**Records to use:**
Start of Block

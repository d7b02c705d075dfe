//! Tests for the executor service

use std::sync::Arc;
use std::time::Duration;

use jobico_executor::builders::ExecutorBuilder;
use jobico_executor::config::ExecutorConfig;
use jobico_executor::core::{ManualTicker, Status, TickHandle};
use jobico_executor::infra::{FnRuntime, MemCatalog, MemQueue, MemRecorder, MemRepo};
use jobico_executor::runtime::ExecutorService;

fn service(config: ExecutorConfig) -> (Arc<ExecutorService>, TickHandle) {
    let (ticker, ticks) = ManualTicker::channel();
    let executor = ExecutorBuilder::new()
        .config(config)
        .catalog(Arc::new(MemCatalog::new()))
        .queue(Arc::new(MemQueue::new()))
        .repo(Arc::new(MemRepo::new()))
        .recorder(Arc::new(MemRecorder::new()))
        .runtime(Arc::new(FnRuntime::new()))
        .ticker(ticker)
        .build()
        .expect("executor");
    (Arc::new(ExecutorService::new(executor)), ticks)
}

#[tokio::test]
async fn test_service_health_follows_lifecycle() {
    let (svc, ticks) = service(ExecutorConfig::default());
    let health = svc.health();
    assert!(!health.ok);
    assert_eq!(health.status, Status::Starting);

    let serving = tokio::spawn({
        let svc = Arc::clone(&svc);
        async move { svc.serve().await }
    });
    let mut sweeps = svc.executor().scheduler().sweeps();
    assert!(ticks.tick().await);
    sweeps.changed().await.expect("sweep");
    assert!(svc.health().ok);

    svc.dispose().await.expect("dispose");
    serving.await.expect("serve task").expect("serve result");
    let health = svc.health();
    assert!(!health.ok);
    assert_eq!(health.status, Status::Stopped);
    assert_eq!(health.processes, 0);
}

#[tokio::test(start_paused = true)]
async fn test_shutdown_during_start_delay() {
    let config = ExecutorConfig::default().with_start_delay(Duration::from_secs(30));
    let (svc, _ticks) = service(config);
    let serving = tokio::spawn({
        let svc = Arc::clone(&svc);
        async move { svc.serve().await }
    });
    tokio::time::sleep(Duration::from_secs(1)).await;
    svc.shutdown();
    serving.await.expect("serve task").expect("serve result");
    assert_eq!(svc.health().status, Status::Starting);
}

#[test]
fn test_health_serializes() {
    let (svc, _ticks) = service(ExecutorConfig::default());
    let json = serde_json::to_value(svc.health()).expect("json");
    assert_eq!(json["ok"], false);
    assert_eq!(json["status"], "starting");
}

End of Block

**About this task:** In the records, how many lines hold the word "TickHandle"? Answer with the number and no other words.

**Solution to this problem:** 2